Rather than having to program for every possible permutation of an input, a convolutional neural network allows programs to filter and categorize large sets of data by passing information through the convolutional layers that, like neurons, process the data relevant only to its receptive field. In deep learning this information is then pooled into related categories and given different weighted values to solve problems.
The power of deep learning systems is evidenced by the fact that today the best checkers, chess, go, and other game players are all computers running variations of these self-referencing CNN algorithms (Domingos, 2015; Mnih et al., 2015). AlphaGo, developed by DeepMind, learned to master the ancient Chinese game of Go—a profoundly complex board game with 10 to the power of 170 possible board configurations—defeating world champion Lee Sedol in 2016 by combining deep neural networks with advanced search algorithms and reinforcement learning (https://deepmind.google/research/projects/alphago/).
AlphaGo Zero, introduced later, skipped the step of training on human games and instead learned to play simply by playing games against itself starting from completely random play, surpassing the original AlphaGo by 100 games to 0 after just three days of self-play training (https://deepmind.google/discover/blog/alphago-zero-starting-from-scratch/). AlphaZero further generalized this approach to master chess, shogi, and Go, defeating world-champion programs in each game after training for only 24 hours, with AlphaZero searching just 80,000 positions per second compared to 70 million for traditional chess engines, compensating through its neural network’s ability to focus selectively on the most promising variations.
The Data Efficiency Problem
The success of machine learning has also highlighted potential shortcomings in trying to understand the human brain through the surrogacy of computers. The first, and most pronounced shortcoming, is the amount of data these systems require to make reasonable answers to the problems they are confronted with. In the case of IBM’s Watson system (Ferrucci et al., 2010) that defeated the world’s reigning human Jeopardy champion Ken Jennings, a vast database of 15 terabytes of general human knowledge was required. This is 16,492,674,416,640 bytes of information! This is way more than humans have on hand and is particularly significant when considering the learning and problem-solving abilities of children. Essentially, this is Noam Chomsky’s (2006) poverty of stimulus argument. Computational approaches to learning fail to approximate human learning and understanding (Berwick, et al. 2011; Penrose, 1989) by this same poverty of stimulus reasoning.
While deep learning has achieved success in multiple fields, this success relies heavily on the support of large-scale datasets, and in real application scenarios it may be difficult for most tasks to collect enough images for model training, which restricts the performance of trained models (https://www.aimspress.com/article/doi/10.3934/mbe.2024029?viewType=HTML).
Few-shot learning has emerged as a specialized approach to tackle the challenge of limited data availability, operating on a different paradigm by training models with a minimal number of labeled examples and making it highly data-efficient, particularly advantageous when acquiring large labeled datasets is expensive or impractical (https://ubiai.tools/step-by-step-guide-to-mastering-few-shot-learning/, https://www.analyticsvidhya.com/blog/2023/07/few-shot-learning/).

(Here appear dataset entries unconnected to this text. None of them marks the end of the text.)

//! Validator integration tests over files on disk.

use pretty_assertions::assert_eq;
use sqldeploy::config::{Config, ValidatorConfig};
use sqldeploy::validator::{Issue, Note, Validator};
use tempfile::tempdir;

use super::common::write_file;

fn validator() -> Validator {
    Validator::from_config(&ValidatorConfig::default()).unwrap()
}

#[test]
fn test_clean_file_is_valid() {
    let dir = tempdir().unwrap();
    let path = write_file(
        dir.path(),
        "schema.sql",
        "CREATE TABLE IF NOT EXISTS teams (id int, name text);\n\
         INSERT INTO teams (name) VALUES ('מנצ''סטר סיטי'), ('פריז סן ז''רמן');\n",
    );

    let report = validator().validate(&path).unwrap();

    assert!(report.is_valid());
    assert_eq!(
        report.notes,
        vec![
            Note::EscapedLiteralConfirmed {
                label: "Manchester City".to_string()
            },
            Note::EscapedLiteralConfirmed {
                label: "Paris Saint-Germain".to_string()
            },
            Note::ContainsRtlText,
        ]
    );
}

#[test]
fn test_mis_escaped_file() {
    let dir = tempdir().unwrap();
    let path = write_file(
        dir.path(),
        "schema.sql",
        "INSERT INTO teams (name) VALUES ('מנצ'סטר סיטי');\n",
    );

    let report = validator().validate(&path).unwrap();

    assert_eq!(
        report.issues,
        vec![
            Issue::MisEscapedLiteral {
                label: "Manchester City".to_string(),
                fragment: "מנצ'סטר".to_string(),
            },
            Issue::UnmatchedQuotes { count: 3 },
        ]
    );
}

#[test]
fn test_invalid_utf8_file() {
    let dir = tempdir().unwrap();
    let path = write_file(
        dir.path(),
        "latin1.sql",
        b"INSERT INTO t VALUES ('caf\xe9');".to_vec(),
    );

    let report = validator().validate(&path).unwrap();

    assert_eq!(report.issues, vec![Issue::EncodingError { byte_offset: 26 }]);
}

#[test]
fn test_validate_all_mixed() {
    let dir = tempdir().unwrap();
    let files = vec![
        write_file(dir.path(), "schema.sql", "SELECT 1;"),
        dir.path().join("rls-policies.sql"),
        write_file(dir.path(), "functions.sql", "SELECT (1;"),
    ];

    let summary = validator().validate_all(&files);

    assert!(!summary.all_valid());
    assert_eq!(summary.total_files(), 3);
    assert_eq!(summary.valid_files(), 1);
    assert_eq!(summary.unreadable.len(), 1);
    assert_eq!(summary.exit_code(), 1);
}

#[test]
fn test_validate_all_valid_exit_code() {
    let dir = tempdir().unwrap();
    let files = vec![
        write_file(dir.path(), "schema.sql", "SELECT 1;"),
        write_file(dir.path(), "functions.sql", "SELECT 'a''b';"),
    ];

    let summary = validator().validate_all(&files);

    assert!(summary.all_valid());
    assert_eq!(summary.exit_code(), 0);
}

#[test]
fn test_custom_rules_from_config_file() {
    let dir = tempdir().unwrap();
    let config_path = write_file(
        dir.path(),
        "config.toml",
        r#"
[[validator.escape_rules]]
label = "Côte d'Ivoire"
fragment = "d'Ivoire"
"#,
    );
    let config = Config::load_from_file(&config_path).unwrap();
    let validator = Validator::from_config(&config.validator).unwrap();
    assert_eq!(validator.rules().len(), 1);

    let sql = write_file(
        dir.path(),
        "seed.sql",
        "INSERT INTO countries VALUES ('Côte d'Ivoire', 'מנצ'סטר');",
    );
    let report = validator.validate(&sql).unwrap();

    // Only the configured rule applies; the default fragments are not checked.
    assert_eq!(report.count("mis-escaped-literal"), 1);
}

Different Types of Learning
The problem is more than simple exposure. Even successful algorithms, like the ones that learned how to play Atari video games on their own (Mnih et al., 2015), are clearly not performing a learning function that is akin to what humans do. First, the program itself uses raw pixels as its input data and derives its output from a value function estimate of future rewards. Humans, on the other hand, perceive the input of the video game holistically. Clusters and configurations of pixels are viewed as whole objects, like tanks or walls (Goldstein, 2009).
These approaches produce very different learning behaviors. Whereas humans will make large movements that become, through repetition, more inhibited and exact, the computer program initially makes small moves. Even after 100 trials, it still appears that the computer has little real understanding of what it is doing. Humans generally understand the main objective of a game like Breakout after only a few trials.
Recent research has attempted to bridge the human-AI knowledge gap by introducing methods that extract new conceptual knowledge from AI systems like AlphaZero, excavating vectors that represent concepts from internal representations and filtering them based on teachability and novelty—whether the concept contains information not present in human games (https://www.pnas.org/doi/10.1073/pnas.2406675122).
These differences suggest two very different types of learning. One that is through a memory intensive system of comparisons and one that is done through creative understanding and experience. Few-shot learning approaches aim to address this gap by learning initial model parameters that can be efficiently fine-tuned for relevant tasks with only a small number of labeled examples, reducing reliance on specific training data while maintaining accuracy.
The fundamental distinction remains: while AI systems have achieved superhuman performance in many structured domains, they accomplish this through vastly different mechanisms than human cognition. Humans excel at generalizing from minimal data, forming abstract concepts, and transferring knowledge across domains—capabilities that continue to challenge even the most advanced AI systems. The journey from massive data requirements toward more human-like learning efficiency represents one of the most critical frontiers in artificial intelligence research.